[WHAT IS BEING ASKED]
Repeat the records below word for word.
(Beginning of MATERIAL FOR THE TASK)
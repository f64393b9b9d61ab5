use crate::core::models::{FreshnessRecord, WatchedEntity};
use serde_json::{Map, Value};

/// Reserved key inside the reservation attribute bag. The double underscore
/// keeps it clear of user-visible detail keys; nothing outside this module
/// reads or writes it directly.
pub const LIVE_STATUS_KEY: &str = "__live_status";

/// Read the cached freshness record out of an attribute bag.
///
/// Missing or malformed data is `None`, never an error: a corrupt cache
/// entry must not break anything downstream.
pub fn decode(details: &Map<String, Value>) -> Option<FreshnessRecord> {
    let raw = details.get(LIVE_STATUS_KEY)?;

    match serde_json::from_value::<FreshnessRecord>(raw.clone()) {
        Ok(record) => Some(record),
        Err(e) => {
            tracing::debug!(error = %e, "Discarding malformed cached status record");
            None
        }
    }
}

pub fn decode_entity(entity: &WatchedEntity) -> Option<FreshnessRecord> {
    decode(&entity.details)
}

/// Return a new attribute bag with the reserved key replaced wholesale.
///
/// Every other key is carried over untouched; the record itself is never
/// merged field-by-field.
pub fn encode(details: &Map<String, Value>, record: &FreshnessRecord) -> Map<String, Value> {
    let mut next = details.clone();
    // FreshnessRecord serialization cannot fail: all fields are plain data.
    let value = serde_json::to_value(record).unwrap_or(Value::Null);
    next.insert(LIVE_STATUS_KEY.to_string(), value);
    next
}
(End of MATERIAL FOR THE TASK)
[FINAL ANSWER]
repository f64393b9b9d61ab5
use crate::core::models::{FreshnessRecord, WatchedEntity};
use serde_json::{Map, Value};

/// Reserved key inside the reservation attribute bag. The double underscore
/// keeps it clear of user-visible detail keys; nothing outside this module
/// reads or writes it directly.
pub const LIVE_STATUS_KEY: &str = "__live_status";

/// Read the cached freshness record out of an attribute bag.
///
/// Missing or malformed data is `None`, never an error: a corrupt cache
/// entry must not break anything downstream.
pub fn decode(details: &Map<String, Value>) -> Option<FreshnessRecord> {
    let raw = details.get(LIVE_STATUS_KEY)?;

    match serde_json::from_value::<FreshnessRecord>(raw.clone()) {
        Ok(record) => Some(record),
        Err(e) => {
            tracing::debug!(error = %e, "Discarding malformed cached status record");
            None
        }
    }
}

pub fn decode_entity(entity: &WatchedEntity) -> Option<FreshnessRecord> {
    decode(&entity.details)
}

/// Return a new attribute bag with the reserved key replaced wholesale.
///
/// Every other key is carried over untouched; the record itself is never
/// merged field-by-field.
pub fn encode(details: &Map<String, Value>, record: &FreshnessRecord) -> Map<String, Value> {
    let mut next = details.clone();
    // FreshnessRecord serialization cannot fail: all fields are plain data.
    let value = serde_json::to_value(record).unwrap_or(Value::Null);
    next.insert(LIVE_STATUS_KEY.to_string(), value);
    next
}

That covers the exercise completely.